Therefore, due to the lack nexus establishing that petitioner engaged in gross or simple misconduct, we conclude that petitioner’s act did not amount to disqualifying misconduct under D.C.Code § 51 — 110(b)(1) & (2). Accordingly, we reverse and remand to the OAH with instructions to enter an order granting petitioner unemployment compensation benefits.
So ordered.
. See D.C.Code § 51-110(b)(1) (2001) and 7 DCMR § 312.3 (1986).

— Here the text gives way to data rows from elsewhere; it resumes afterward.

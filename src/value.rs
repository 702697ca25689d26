use std::cmp::Ordering;
use std::fmt;

use rusqlite::types::{Value as SqlValue, ValueRef};
use serde::Serialize;

/// A dynamically typed datum flowing from stored rows through formulas,
/// aggregation and geometry.
#[derive(Debug, Clone, PartialEq, Serialize)]
#[serde(untagged)]
pub enum Value {
    Null,
    Number(f64),
    Text(String),
    Bool(bool),
}

impl Value {
    pub fn text(value: impl Into<String>) -> Self {
        Self::Text(value.into())
    }

    pub fn is_null(&self) -> bool {
        matches!(self, Self::Null)
    }

    /// Numeric view of the value. Text counts as numeric when it parses as a
    /// finite float.
    pub fn as_number(&self) -> Option<f64> {
        match self {
            Self::Null => None,
            Self::Number(value) => Some(*value),
            Self::Text(text) => parse_number(text),
            Self::Bool(flag) => Some(if *flag { 1.0 } else { 0.0 }),
        }
    }

    pub fn is_numeric(&self) -> bool {
        match self {
            Self::Number(_) => true,
            Self::Text(text) => parse_number(text).is_some(),
            _ => false,
        }
    }

    pub fn is_truthy(&self) -> bool {
        match self {
            Self::Null => false,
            Self::Number(value) => *value != 0.0,
            Self::Text(text) => !text.is_empty(),
            Self::Bool(flag) => *flag,
        }
    }

    /// Literal suitable for splicing into a SQL predicate.
    pub fn to_sql_literal(&self) -> String {
        match self {
            Self::Null => "NULL".to_string(),
            Self::Number(value) => format_number(*value),
            Self::Bool(flag) => if *flag { "1" } else { "0" }.to_string(),
            Self::Text(text) => match parse_number(text) {
                Some(number) => format_number(number),
                None => format!("'{}'", text.replace('\'', "''")),
            },
        }
    }

    /// Owned SQLite value for bound statement parameters.
    pub fn to_sql_value(&self) -> SqlValue {
        match self {
            Self::Null => SqlValue::Null,
            Self::Number(value) => SqlValue::Real(*value),
            Self::Text(text) => SqlValue::Text(text.clone()),
            Self::Bool(flag) => SqlValue::Integer(i64::from(*flag)),
        }
    }

    pub fn from_sql(value: ValueRef<'_>) -> Self {
        match value {
            ValueRef::Null => Self::Null,
            ValueRef::Integer(number) => Self::Number(number as f64),
            ValueRef::Real(number) => Self::Number(number),
            ValueRef::Text(bytes) => Self::Text(String::from_utf8_lossy(bytes).into_owned()),
            ValueRef::Blob(bytes) => Self::Text(format!("<blob {} bytes>", bytes.len())),
        }
    }
}

impl fmt::Display for Value {
    fn fmt(&self, f: &mut fmt::Formatter<'_>) -> fmt::Result {
        match self {
            Self::Null => Ok(()),
            Self::Number(value) => f.write_str(&format_number(*value)),
            Self::Text(text) => f.write_str(text),
            Self::Bool(flag) => write!(f, "{flag}"),
        }
    }
}

impl From<f64> for Value {
    fn from(value: f64) -> Self {
        Self::Number(value)
    }
}

impl From<&str> for Value {
    fn from(value: &str) -> Self {
        Self::Text(value.to_string())
    }
}

pub fn parse_number(text: &str) -> Option<f64> {
    text.trim().parse::<f64>().ok().filter(|value| value.is_finite())
}

/// Integral values print without a fractional part.
pub fn format_number(value: f64) -> String {
    if value.fract() == 0.0 && value.abs() < 1e15 {
        format!("{}", value as i64)
    } else {
        format!("{value}")
    }
}

/// Ordering wrapper used as multimap key along an axis: nulls first, then
/// numbers in numeric order, then text in lexical order.
#[derive(Debug, Clone)]
pub struct AxisKey(pub Value);

impl AxisKey {
    pub fn value(&self) -> &Value {
        &self.0
    }

    fn rank(&self) -> (u8, Option<f64>) {
        match self.0.as_number() {
            Some(number) if !matches!(self.0, Value::Bool(_)) => (1, Some(number)),
            _ if self.0.is_null() => (0, None),
            _ => (2, None),
        }
    }
}

impl Ord for AxisKey {
    fn cmp(&self, other: &Self) -> Ordering {
        let (left_rank, left_number) = self.rank();
        let (right_rank, right_number) = other.rank();
        left_rank.cmp(&right_rank).then_with(|| match (left_number, right_number) {
            (Some(left), Some(right)) => left.total_cmp(&right),
            _ => self.0.to_string().cmp(&other.0.to_string()),
        })
    }
}

impl PartialOrd for AxisKey {
    fn partial_cmp(&self, other: &Self) -> Option<Ordering> {
        Some(self.cmp(other))
    }
}

impl PartialEq for AxisKey {
    fn eq(&self, other: &Self) -> bool {
        self.cmp(other) == Ordering::Equal
    }
}

impl Eq for AxisKey {}

#[cfg(test)]
mod tests {
    use super::*;

    #[test]
    fn numbers_format_without_trailing_fraction() {
        assert_eq!(Value::Number(4.0).to_string(), "4");
        assert_eq!(Value::Number(2.5).to_string(), "2.5");
        assert_eq!(Value::Null.to_string(), "");
    }

    #[test]
    fn axis_keys_order_numbers_before_text() {
        let mut keys = vec![
            AxisKey(Value::text("write")),
            AxisKey(Value::text("10")),
            AxisKey(Value::Number(2.0)),
            AxisKey(Value::text("read")),
        ];
        keys.sort();
        let rendered: Vec<String> = keys.iter().map(|key| key.value().to_string()).collect();
        assert_eq!(rendered, vec!["2", "10", "read", "write"]);
        assert_eq!(AxisKey(Value::text("1")), AxisKey(Value::Number(1.0)));
    }

    #[test]
    fn sql_literals_escape_quotes() {
        assert_eq!(Value::text("o'neil").to_sql_literal(), "'o''neil'");
        assert_eq!(Value::text("42").to_sql_literal(), "42");
    }
}
//! Output encodings of a [`GeometryModel`]. Renderers only read the model;
//! all placement decisions are made by the geometry engine.

use std::io::{self, Write};

use thiserror::Error;

use crate::geometry::GeometryModel;

mod raw;
mod script;
mod xml;

pub use raw::{RawDataConfig, RawDataRenderer};
pub use script::{ScriptConfig, ScriptRenderer};
pub use xml::{XmlPlotConfig, XmlPlotRenderer};

#[derive(Debug, Error)]
pub enum RenderError {
    #[error(transparent)]
    Io(#[from] io::Error),
    #[error("failed to write xml: {0}")]
    Xml(#[from] quick_xml::Error),
}

pub trait Renderer {
    fn name(&self) -> &'static str;

    fn render(&self, model: &GeometryModel, out: &mut dyn Write) -> Result<(), RenderError>;
}
use std::sync::LazyLock;

use regex::Regex;
use tracing::debug;

use super::source::LogicalLine;
use super::vocabulary::vocabulary;
use super::{DescriptionError, Document, Item, Section, SectionKind};

static SECTION_HEADER: LazyLock<Regex> = LazyLock::new(|| {
    Regex::new(r"^\[\s*(?P<name>[A-Za-z_]+)\s*\]$").expect("valid section header regex")
});

static ITEM_KEY: LazyLock<Regex> =
    LazyLock::new(|| Regex::new(r"^[a-z_][a-z0-9_]*$").expect("valid item key regex"));

pub(super) fn parse_lines(lines: &[LogicalLine]) -> Result<Document, DescriptionError> {
    let mut document = Document::default();

    for line in lines {
        if let Some(captures) = SECTION_HEADER.captures(&line.text) {
            let name = captures["name"].to_ascii_lowercase();
            let kind = match name.as_str() {
                "global" => SectionKind::Global,
                "graph" => SectionKind::Graph,
                "bench" => SectionKind::Bench,
                "curve" => SectionKind::Curve,
                "end" => break,
                _ => {
                    return Err(DescriptionError::at(
                        &line.location,
                        format!("unknown section [{name}]"),
                    ));
                }
            };
            document.sections.push(Section {
                kind,
                location: line.location.clone(),
                items: Vec::new(),
            });
            continue;
        }

        let section = document.sections.last_mut().ok_or_else(|| {
            DescriptionError::at(&line.location, "item appears before any section header")
        })?;
        let item = parse_item(line)?;
        admit(section, &item)?;
        section.items.push(item);
    }

    debug!(sections = document.sections.len(), "parsed description");
    Ok(document)
}

fn parse_item(line: &LogicalLine) -> Result<Item, DescriptionError> {
    let (key, value) = line.text.split_once(':').ok_or_else(|| {
        DescriptionError::at(&line.location, format!("expected 'key: value', found '{}'", line.text))
    })?;
    let key = key.trim().to_ascii_lowercase();
    if !ITEM_KEY.is_match(&key) {
        return Err(DescriptionError::at(
            &line.location,
            format!("malformed key '{}'", key),
        ));
    }

    Ok(Item {
        key,
        value: value.trim().to_string(),
        location: line.location.clone(),
    })
}

/// Checks the item against its section's vocabulary: the key must be known,
/// single-valued keys may appear once and the value must pass the key's
/// syntax check.
fn admit(section: &Section, item: &Item) -> Result<(), DescriptionError> {
    let spec = vocabulary(section.kind)
        .iter()
        .find(|spec| spec.name == item.key)
        .ok_or_else(|| {
            DescriptionError::at(
                &item.location,
                format!("unknown key '{}' in [{}] section", item.key, section.kind.as_str()),
            )
        })?;

    if !spec.repeat {
        if let Some(previous) = section.item(&item.key) {
            return Err(DescriptionError::at(
                &item.location,
                format!(
                    "duplicate key '{}' in [{}] section (first set at line {})",
                    item.key,
                    section.kind.as_str(),
                    previous.location.line
                ),
            ));
        }
    }

    if let Some(check) = spec.check {
        check(&item.value).map_err(|message| {
            DescriptionError::at(&item.location, format!("{}: {message}", item.key))
        })?;
    }
    Ok(())
}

. Other employees whose test results were positive were treated in the same manner: they were suspended when the initial results returned positive and terminated after the positive test results were confirmed by an independent laboratory. However, one of these employees, John Carrington, was granted unemployment compensation benefits, despite the fact that the circumstances of his termination were virtually the same as petitioner's. See Carrington v. So Others Might Eat, Inc., No. 2011-DOES-182 (D.C. OAH June 10, 2011).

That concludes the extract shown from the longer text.